Lucas, de 10 anos, estuda na escola americana American Cooperative School of Tunis, que foi atacada horas mais tarde por radicais salafistas, em meio à onda de protestos antiamericanos que tomou os países islâmicos, provocada pelo filme Inocência dos Muçulmanos, que ridiculariza Maomé. "O ônibus sai da escola e deixa ele ao lado de casa. A embaixada (dos EUA) já estava de sobreaviso de que haveria a manifestação e eles mandaram as crianças de volta por volta do meio-dia", conta Aline. "Ele não viu nada. Viu as notícias depois, mas ficou bem assustado."

De acordo com a artista, não se sabe a dimensão do estrago provocado pelos protestos na escola. Provavelmente, as aulas devem ser suspensas. O que mais a preocupa é a falta de reação das autoridades para coibir a violência salafista. "Eu não vou ficar tranquila se deixar meu filho ir para as aulas", afirma. "A reação dos policiais e dos militares foi muito lenta? Por quê? Eles foram pegos de surpresa? Não sei."

Ainda conforme o relato de Aline, a sensação de insegurança cresce com a falta de clareza do novo governo da Tunísia, islâmico moderado, em relação à segurança dos estrangeiros que vivem no país.

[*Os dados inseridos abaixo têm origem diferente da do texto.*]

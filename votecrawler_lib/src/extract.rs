//! Vote tally extraction from a result page's HTML.
//!
//! Result pages render the tally as a table where each party label cell is
//! immediately followed by its vote count. The table is flattened into its
//! `<td>` cells (row-major) and every catalog party is resolved with a
//! three-stage fallback: exact label, alternate spelling, then substring.

use std::sync::{Arc, OnceLock};

use scraper::{ElementRef, Html, Selector};
use thiserror::Error;

use crate::catalog::{Party, PartyCatalog};

/// Value recorded for a party that could not be found on a page.
pub const NOT_FOUND: &str = "-";

#[derive(Error, Debug)]
pub enum ExtractError {
    #[error("page has {tables_found} table(s), results table needs at least {required}")]
    SchemaMismatch { tables_found: usize, required: usize },
}

/// Which fallback stage resolved a party's value.
#[derive(Debug, Clone, Copy, PartialEq, Eq)]
pub enum MatchStage {
    Exact,
    Alternate,
    Substring,
    NotFound,
}

#[derive(Debug, Clone, PartialEq, Eq)]
pub struct PartyTally {
    pub party: String,
    pub value: String,
    pub stage: MatchStage,
}

/// Extracted values, one per catalog party in catalog order.
///
/// Empty only when the page did not contain the results table.
#[derive(Debug, Clone, Default, PartialEq, Eq)]
pub struct PartyTallies {
    tallies: Vec<PartyTally>,
}

impl PartyTallies {
    pub fn is_empty(&self) -> bool {
        self.tallies.is_empty()
    }

    pub fn len(&self) -> usize {
        self.tallies.len()
    }

    /// Value for `party`, or `None` if the party is not in the catalog.
    pub fn get(&self, party: &str) -> Option<&str> {
        self.tallies
            .iter()
            .find(|t| t.party == party)
            .map(|t| t.value.as_str())
    }

    pub fn iter(&self) -> impl Iterator<Item = &PartyTally> {
        self.tallies.iter()
    }

    /// Values in catalog order.
    pub fn values(&self) -> impl Iterator<Item = &str> {
        self.tallies.iter().map(|t| t.value.as_str())
    }

    /// Number of parties resolved by any stage.
    pub fn found_count(&self) -> usize {
        self.tallies
            .iter()
            .filter(|t| t.stage != MatchStage::NotFound)
            .count()
    }
}

/// Positional choice of the results table among all `<table>` elements.
#[derive(Debug, Clone, Copy, PartialEq, Eq)]
pub struct TableSelector {
    index: usize,
}

impl TableSelector {
    /// Selects the table at `index` (0-based, document order).
    pub const fn nth(index: usize) -> Self {
        Self { index }
    }

    pub fn index(&self) -> usize {
        self.index
    }

    /// Minimum number of tables a page needs for the selection to succeed.
    pub fn required_tables(&self) -> usize {
        self.index + 1
    }

    pub fn select<'a>(&self, tables: &[ElementRef<'a>]) -> Option<ElementRef<'a>> {
        tables.get(self.index).copied()
    }
}

impl Default for TableSelector {
    /// The second table on the page holds the results.
    fn default() -> Self {
        Self::nth(1)
    }
}

/// Turns page HTML into [`PartyTallies`] for a fixed catalog.
#[derive(Debug, Clone)]
pub struct TableExtractor {
    catalog: Arc<PartyCatalog>,
    table: TableSelector,
}

impl TableExtractor {
    pub fn new(catalog: Arc<PartyCatalog>) -> Self {
        Self {
            catalog,
            table: TableSelector::default(),
        }
    }

    pub fn with_table_selector(mut self, table: TableSelector) -> Self {
        self.table = table;
        self
    }

    pub fn catalog(&self) -> &PartyCatalog {
        &self.catalog
    }

    pub fn table_selector(&self) -> TableSelector {
        self.table
    }

    /// Extracts tallies, returning an empty result when the page lacks the
    /// results table.
    pub fn extract(&self, html: &str) -> PartyTallies {
        self.try_extract(html).unwrap_or_default()
    }

    /// Extracts tallies, reporting why a page could not be used.
    pub fn try_extract(&self, html: &str) -> Result<PartyTallies, ExtractError> {
        let cells = self.table_cells(html)?;
        Ok(self.resolve_cells(&cells))
    }

    /// Resolves every catalog party against already-normalized cells.
    pub fn resolve_cells(&self, cells: &[String]) -> PartyTallies {
        let tallies = self
            .catalog
            .parties()
            .iter()
            .map(|party| {
                let (value, stage) = resolve_party(party, cells);
                tracing::debug!("{} resolved to {:?} via {:?}", party.id, value, stage);
                PartyTally {
                    party: party.id.clone(),
                    value: value.to_string(),
                    stage,
                }
            })
            .collect();
        PartyTallies { tallies }
    }

    fn table_cells(&self, html: &str) -> Result<Vec<String>, ExtractError> {
        let doc = Html::parse_document(html);
        let tables: Vec<ElementRef<'_>> = doc.select(table_tag()).collect();
        let table = self
            .table
            .select(&tables)
            .ok_or(ExtractError::SchemaMismatch {
                tables_found: tables.len(),
                required: self.table.required_tables(),
            })?;

        Ok(table
            .select(cell_tag())
            .map(|td| normalize_cell(&td.text().collect::<String>()))
            .collect())
    }
}

fn table_tag() -> &'static Selector {
    static TABLE: OnceLock<Selector> = OnceLock::new();
    TABLE.get_or_init(|| Selector::parse("table").expect("static selector"))
}

fn cell_tag() -> &'static Selector {
    static CELL: OnceLock<Selector> = OnceLock::new();
    CELL.get_or_init(|| Selector::parse("td").expect("static selector"))
}

/// Trims, upper-cases, and converts decimal commas to points.
pub fn normalize_cell(text: &str) -> String {
    text.trim().to_uppercase().replace(',', ".")
}

fn resolve_party<'a>(party: &Party, cells: &'a [String]) -> (&'a str, MatchStage) {
    let label = normalize_cell(&party.id);

    if let Some(value) = value_after(cells, cells.iter().position(|c| *c == label)) {
        return (value, MatchStage::Exact);
    }

    for alternate in &party.alternates {
        let alternate = normalize_cell(alternate);
        if let Some(value) = value_after(cells, cells.iter().position(|c| *c == alternate)) {
            return (value, MatchStage::Alternate);
        }
    }

    // e.g. "ÖVP LISTE KURZ"
    if let Some(value) = value_after(cells, cells.iter().position(|c| c.contains(&label))) {
        return (value, MatchStage::Substring);
    }

    (NOT_FOUND, MatchStage::NotFound)
}

/// Cell following the label at `label_pos`; `None` if the label is the last cell.
fn value_after(cells: &[String], label_pos: Option<usize>) -> Option<&str> {
    label_pos
        .and_then(|i| cells.get(i + 1))
        .map(String::as_str)
}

O episódio de sexta-feira foi o terceiro momento de tensão vivido por ela no país desde o início da Primavera Árabe. No começo dos protestos de rua contra o ex-ditador Zine Abedine Ben Ali, o bairro onde Aline vive foi palco de saques e atos de vandalismo. A família teve de se esconder por cinco dias em um hotel de Túnis, com outros estrangeiros. "Muitos membros da família de Ben Ali viviam aqui", explica. "Um dia meu marido subiu no telhado de casa e viu uma casa queimando à esquerda e outra à direita."

Há dois meses, Aline sentiu pela primeira vez a ira dos salafistas. Ela participou da exposição Primavera da Arte, em Túnis, invadida e depredada pelos extremistas. A exposição ocorre há nove anos, mas durante a ditadura de Ben Ali era censurada. "Com a revolução, Os artistas vieram com todo fôlego pra falar", diz. "E a reação desta vez foi dos muçulmanos (radicais). Os salafistas invadiram a exposição, incendiaram obras e até hoje artistas estão sendo ameaçados." Agora, a ameaça chegou perto de sua família. "Pelo profeta eles podem fazer qualquer coisa", resume.